Sanxenxo, vida nocturna
Arousa
Crónica | Miles de personas cambian la playa por la calle al oscurecer Llega la noche y el paseo marítimo de la villa turística por excelencia se convierte en toda una alternativa a la movida con sus puestos de venta ambulante y sus caricaturistas
22 Aug 2003. Actualizado a las 07:00 h.
?e esconde el sol y la gente empieza a abandonar la arena de la playa. En pocos minutos, la temperatura que marca los termómetros baja unos pocos grados y el paseo marítimo de Sanxenxo empieza a cobrar vida. No es la movida. Es otra forma de vivir la noche. Tras una opípara cena a base de tapas -bolos, calamares a la romana, pulpo á feira y el omnipresente marisco, son las estrellas de la villa pontevedresa-, la gente se echa a la calle. El paseo marítimo es el punto neurálgico de toda la riada. Caminando de aquí para allá. Parándose ante los puestos del mercadillo. Dejándose retratar por un caricaturista. Así consumen buen parte de la noche muchos veraneantes. Otros, con menos suerte, se encuentran inmersos en el pequeño atasco que forma un camión especializado en limpiar contenedores de basura. Faltan pocos minutos para la una de la madrugada y el vehículo ahí, dale que te pego y los depósitos relucientes. Mientras en el paseo, un extraño mimo, al parecer encarnación de un alma en pena, llega a congregar hasta un centenar de personas. Nadie pierde ripio de sus hieráticos movimientos, pero los que más disfrutan son los más pequeños. Caminante se hace camino al andar. El paseo es todo una maremagnum de acentos e idiomas.
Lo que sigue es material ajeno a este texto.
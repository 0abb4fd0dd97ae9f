//! Campaign snapshots for external persistence.
//!
//! Provides binary serialization of a [`CampaignState`] via `bitcode` with a
//! versioned header, plus validation of a decoded campaign against the
//! catalog it will be used with.

use crate::campaign::CampaignState;
use crate::catalog::Catalog;
use crate::id::{ItemId, ProjectId};
use serde::{Deserialize, Serialize};

// ---------------------------------------------------------------------------
// Constants
// ---------------------------------------------------------------------------

/// Magic number identifying a campaign snapshot.
pub const SNAPSHOT_MAGIC: u32 = 0xC0A1_0001;

/// Current format version. Increment when breaking the wire format.
pub const FORMAT_VERSION: u32 = 1;

// ---------------------------------------------------------------------------
// Error types
// ---------------------------------------------------------------------------

/// Errors that can occur while writing or restoring a snapshot.
#[derive(Debug, Clone, PartialEq, Eq, thiserror::Error)]
pub enum SnapshotError {
    #[error("bitcode encoding failed: {0}")]
    Encode(String),
    #[error("bitcode decoding failed: {0}")]
    Decode(String),
    #[error("invalid magic number: expected 0x{:08X}, got 0x{:08X}", SNAPSHOT_MAGIC, .0)]
    InvalidMagic(u32),
    #[error("unsupported format version: expected {}, got {}", FORMAT_VERSION, .0)]
    UnsupportedVersion(u32),
    #[error("snapshot from future version {} (this build supports up to {})", .0, FORMAT_VERSION)]
    FutureVersion(u32),
    #[error("snapshot references unknown project {0:?}")]
    UnknownProject(ProjectId),
    #[error("snapshot references unknown item {0:?}")]
    UnknownItem(ItemId),
    #[error("snapshot stores a zero quantity for item {0:?}")]
    ZeroQuantity(ItemId),
    #[error("completed project {project:?} is missing prerequisite {prerequisite:?}")]
    MissingPrerequisite {
        project: ProjectId,
        prerequisite: ProjectId,
    },
    #[error("project {0:?} is marked revealed but is not hidden")]
    NotHidden(ProjectId),
    #[error("hidden project {0:?} is completed but was never revealed")]
    CompletedWhileHidden(ProjectId),
}

// ---------------------------------------------------------------------------
// Snapshot header
// ---------------------------------------------------------------------------

/// Header prepended to every snapshot. Enables format detection and version
/// checking before the campaign is trusted.
#[derive(Debug, Clone, PartialEq, Eq, Serialize, Deserialize)]
pub struct SnapshotHeader {
    pub magic: u32,
    pub version: u32,
}

impl SnapshotHeader {
    pub fn new() -> Self {
        Self {
            magic: SNAPSHOT_MAGIC,
            version: FORMAT_VERSION,
        }
    }

    pub fn validate(&self) -> Result<(), SnapshotError> {
        if self.magic != SNAPSHOT_MAGIC {
            return Err(SnapshotError::InvalidMagic(self.magic));
        }
        if self.version > FORMAT_VERSION {
            return Err(SnapshotError::FutureVersion(self.version));
        }
        if self.version < FORMAT_VERSION {
            return Err(SnapshotError::UnsupportedVersion(self.version));
        }
        Ok(())
    }
}

impl Default for SnapshotHeader {
    fn default() -> Self {
        Self::new()
    }
}

#[derive(Debug, Serialize, Deserialize)]
struct CampaignSnapshot {
    header: SnapshotHeader,
    campaign: CampaignState,
}

// ---------------------------------------------------------------------------
// Encode / decode
// ---------------------------------------------------------------------------

/// Serialize a campaign to bytes.
pub fn serialize_campaign(campaign: &CampaignState) -> Result<Vec<u8>, SnapshotError> {
    let snapshot = CampaignSnapshot {
        header: SnapshotHeader::new(),
        campaign: campaign.clone(),
    };
    bitcode::serialize(&snapshot).map_err(|e| SnapshotError::Encode(e.to_string()))
}

/// Deserialize a campaign from bytes, checking the header. The result is not
/// yet checked against a catalog; see [`validate_campaign`].
pub fn deserialize_campaign(data: &[u8]) -> Result<CampaignState, SnapshotError> {
    let snapshot: CampaignSnapshot =
        bitcode::deserialize(data).map_err(|e| SnapshotError::Decode(e.to_string()))?;
    snapshot.header.validate()?;
    Ok(snapshot.campaign)
}

/// Check a restored campaign against `catalog`: every referenced id exists,
/// no inventory entry is zero, every completed project has its direct
/// prerequisites completed and, if hidden, revealed, and only hidden projects
/// are marked revealed.
pub fn validate_campaign(catalog: &Catalog, campaign: &CampaignState) -> Result<(), SnapshotError> {
    for &project in campaign.completed() {
        let def = catalog
            .project(project)
            .ok_or(SnapshotError::UnknownProject(project))?;
        if let Some(&prerequisite) = def
            .prerequisites
            .iter()
            .find(|prereq| !campaign.is_completed(**prereq))
        {
            return Err(SnapshotError::MissingPrerequisite {
                project,
                prerequisite,
            });
        }
        if def.hidden && !campaign.is_unlocked(project) {
            return Err(SnapshotError::CompletedWhileHidden(project));
        }
    }

    for &project in campaign.unlocked_hidden() {
        let def = catalog
            .project(project)
            .ok_or(SnapshotError::UnknownProject(project))?;
        if !def.hidden {
            return Err(SnapshotError::NotHidden(project));
        }
    }

    for (item, quantity) in campaign.inventory() {
        if catalog.item(item).is_none() {
            return Err(SnapshotError::UnknownItem(item));
        }
        if quantity == 0 {
            return Err(SnapshotError::ZeroQuantity(item));
        }
    }

    Ok(())
}

#[cfg(test)]
mod tests {
    use super::*;
    use crate::id::CampaignId;
    use crate::progression::{acquire_item, advance_research};
    use crate::test_utils::*;

    fn played_campaign(catalog: &Catalog) -> CampaignState {
        let mut campaign = CampaignState::new(CampaignId(4), "Gatecrasher");
        advance_research(catalog, &mut campaign, project(catalog, "Alien Biotech")).unwrap();
        acquire_item(catalog, &mut campaign, item(catalog, "Sectoid Corpse"), 2).unwrap();
        acquire_item(catalog, &mut campaign, item(catalog, "Supplies"), 40).unwrap();
        campaign
    }

    #[test]
    fn snapshot_restores_identical_campaign() {
        let catalog = xcom_catalog();
        let campaign = played_campaign(&catalog);

        let bytes = serialize_campaign(&campaign).unwrap();
        let restored = deserialize_campaign(&bytes).unwrap();

        assert_eq!(restored, campaign);
        validate_campaign(&catalog, &restored).unwrap();
    }

    #[test]
    fn garbage_bytes_fail_to_decode() {
        let result = deserialize_campaign(&[0xFF, 0x01, 0x02]);
        assert!(matches!(result, Err(SnapshotError::Decode(_))));
    }

    #[test]
    fn header_rejects_wrong_magic_and_versions() {
        let bad_magic = SnapshotHeader {
            magic: 0xDEAD_BEEF,
            version: FORMAT_VERSION,
        };
        assert_eq!(
            bad_magic.validate(),
            Err(SnapshotError::InvalidMagic(0xDEAD_BEEF))
        );

        let future = SnapshotHeader {
            magic: SNAPSHOT_MAGIC,
            version: FORMAT_VERSION + 1,
        };
        assert_eq!(
            future.validate(),
            Err(SnapshotError::FutureVersion(FORMAT_VERSION + 1))
        );

        let old = SnapshotHeader {
            magic: SNAPSHOT_MAGIC,
            version: 0,
        };
        assert_eq!(old.validate(), Err(SnapshotError::UnsupportedVersion(0)));
    }

    #[test]
    fn validation_rejects_campaign_from_other_catalog() {
        let catalog = xcom_catalog();
        let campaign = played_campaign(&catalog);
        let small = flat_catalog(1, 0);
        assert!(validate_campaign(&small, &campaign).is_err());
    }

    #[test]
    fn validation_rejects_completed_project_without_prerequisites() {
        let catalog = xcom_catalog();
        let mut campaign = CampaignState::new(CampaignId(1), "Tampered");
        let gauss = project(&catalog, "Gauss Weapons");
        campaign.mark_completed(gauss);
        assert_eq!(
            validate_campaign(&catalog, &campaign),
            Err(SnapshotError::MissingPrerequisite {
                project: gauss,
                prerequisite: project(&catalog, "Magnetic Weapons"),
            })
        );
    }

    #[test]
    fn validation_rejects_revealed_visible_project() {
        let catalog = xcom_catalog();
        let mut campaign = CampaignState::new(CampaignId(1), "Tampered");
        let modular = project(&catalog, "Modular Weapons");
        campaign.unlock_hidden(modular);
        assert_eq!(
            validate_campaign(&catalog, &campaign),
            Err(SnapshotError::NotHidden(modular))
        );
    }

    #[test]
    fn validation_rejects_completed_unrevealed_project() {
        let catalog = xcom_catalog();
        let mut campaign = CampaignState::new(CampaignId(1), "Tampered");
        let autopsy = project(&catalog, "Sectoid Autopsy");
        campaign.mark_completed(project(&catalog, "Alien Biotech"));
        campaign.mark_completed(autopsy);
        assert_eq!(
            validate_campaign(&catalog, &campaign),
            Err(SnapshotError::CompletedWhileHidden(autopsy))
        );

        campaign.unlock_hidden(autopsy);
        assert_eq!(validate_campaign(&catalog, &campaign), Ok(()));
    }
}
//! In-memory element tree for folio.
//!
//! Provides an arena-backed document with a declarative element factory,
//! simple selector lookup, synchronous click dispatch and HTML serialization.

pub mod events;
pub mod factory;
pub mod query;
pub mod serialize;
pub mod tree;

pub use events::{Event, EventKind, Listener};
pub use factory::ElementOptions;
pub use query::Selector;
pub use serialize::{escape_attribute, escape_text};
pub use tree::{Dom, DomError, Element, NameKind, NodeData, NodeId};
//! Print a framed preview of one article.

use std::path::Path;

use anyhow::{Context, Result};
use folio_data::{load_document, preview_article};

/// Run the show command.
pub async fn run(file: &Path, article_id: &str) -> Result<()> {
    let doc = load_document(file).with_context(|| format!("Failed to load {}", file.display()))?;

    let article = doc
        .find_article(article_id)
        .with_context(|| format!("No article with id {:?} in {}", article_id, file.display()))?;

    println!("{}", preview_article(article));

    Ok(())
}
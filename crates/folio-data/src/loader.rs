//! JSON data file loading.

use std::fs;
use std::path::{Path, PathBuf};

use crate::model::Document;

/// Errors that can occur when loading a data file.
#[derive(Debug, thiserror::Error)]
pub enum LoadError {
    #[error("Failed to read {path}: {source}")]
    Read {
        path: PathBuf,
        #[source]
        source: std::io::Error,
    },

    #[error("Invalid data at line {line}, column {column}: {message}")]
    Json {
        line: usize,
        column: usize,
        message: String,
    },
}

impl From<serde_json::Error> for LoadError {
    fn from(e: serde_json::Error) -> Self {
        Self::Json {
            line: e.line(),
            column: e.column(),
            message: e.to_string(),
        }
    }
}

/// Parse a data document from JSON text.
///
/// Optional fields may be missing or `null`; missing required fields fail.
pub fn parse_document(source: &str) -> Result<Document, LoadError> {
    Ok(serde_json::from_str(source)?)
}

/// Read and parse a data file.
pub fn load_document(path: &Path) -> Result<Document, LoadError> {
    let source = fs::read_to_string(path).map_err(|source| LoadError::Read {
        path: path.to_path_buf(),
        source,
    })?;
    parse_document(&source)
}

#[cfg(test)]
mod tests {
    use super::*;
    use crate::codeblock::CodeKind;
    use pretty_assertions::assert_eq;

    #[test]
    fn parses_complete_document() {
        let source = r#"[
  {
    "id": "basics",
    "name": "Основы",
    "sections": [
      {
        "id": "print",
        "title": "print()",
        "explanation": "Prints values.",
        "parameters_title": "Arguments:",
        "parameters": [
          {"name": "sep", "description": "separator"},
          {"name": "end"}
        ],
        "code": [
          {"language": "python", "content": "print(1, 2)"},
          {"language": "output", "content": "1 2"}
        ]
      }
    ]
  }
]"#;

        let doc = parse_document(source).unwrap();

        assert_eq!(doc.topics.len(), 1);
        let topic = &doc.topics[0];
        assert_eq!(topic.name, "Основы");

        let article = &topic.sections[0];
        assert_eq!(article.parameters_heading("Параметры:"), "Arguments:");
        assert_eq!(article.parameters.len(), 2);
        assert_eq!(article.parameters[1].description(), None);
        assert_eq!(article.code[0].kind(), CodeKind::Source);
        assert_eq!(article.code[1].kind(), CodeKind::Output);
    }

    #[test]
    fn tolerates_missing_and_null_optionals() {
        let source = r#"[{"id": "t", "name": "T", "sections": [
            {"id": "a", "title": "A"},
            {"id": "b", "title": "B", "explanation": null, "parameters": null, "code": null}
        ]}]"#;

        let doc = parse_document(source).unwrap();
        for article in &doc.topics[0].sections {
            assert_eq!(article.explanation, "");
            assert!(article.parameters.is_empty());
            assert!(article.code.is_empty());
            assert!(article.parameters_title.is_none());
        }
    }

    #[test]
    fn missing_required_field_fails_with_position() {
        let source = "[\n  {\"name\": \"No id\", \"sections\": []}\n]";

        let err = parse_document(source).unwrap_err();

        match err {
            LoadError::Json { line, message, .. } => {
                assert_eq!(line, 2);
                assert!(message.contains("id"));
            }
            other => panic!("unexpected error: {other}"),
        }
    }

    #[test]
    fn reports_unreadable_file() {
        let temp = tempfile::tempdir().unwrap();
        let missing = temp.path().join("nope.json");

        let err = load_document(&missing).unwrap_err();

        assert!(matches!(err, LoadError::Read { .. }));
        assert!(err.to_string().contains("nope.json"));
    }

    #[test]
    fn loads_from_disk() {
        let temp = tempfile::tempdir().unwrap();
        let path = temp.path().join("data.json");
        fs::write(&path, r#"[{"id": "t", "name": "T", "sections": []}]"#).unwrap();

        let doc = load_document(&path).unwrap();

        assert_eq!(doc.topics[0].id, "t");
    }
}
El portugués domina, pero también se deja oír el inglés o el madrileño, como gusta decir a algunos pontevedreses amigos de la noche de Sanxenxo. Varias tiendas permanecen abiertas a pesar de la hora. La gente entra, sale, y en ocasiones, compra. Los helados arrasan a la luz de la luna, mientras que varios jóvenes, pocos, muy pocos, dan respuesta a lo que consideran es una velada romántica sobre la importada arena de Silgar. Lo dicho. La noche en Sanxenxo no es solo movida.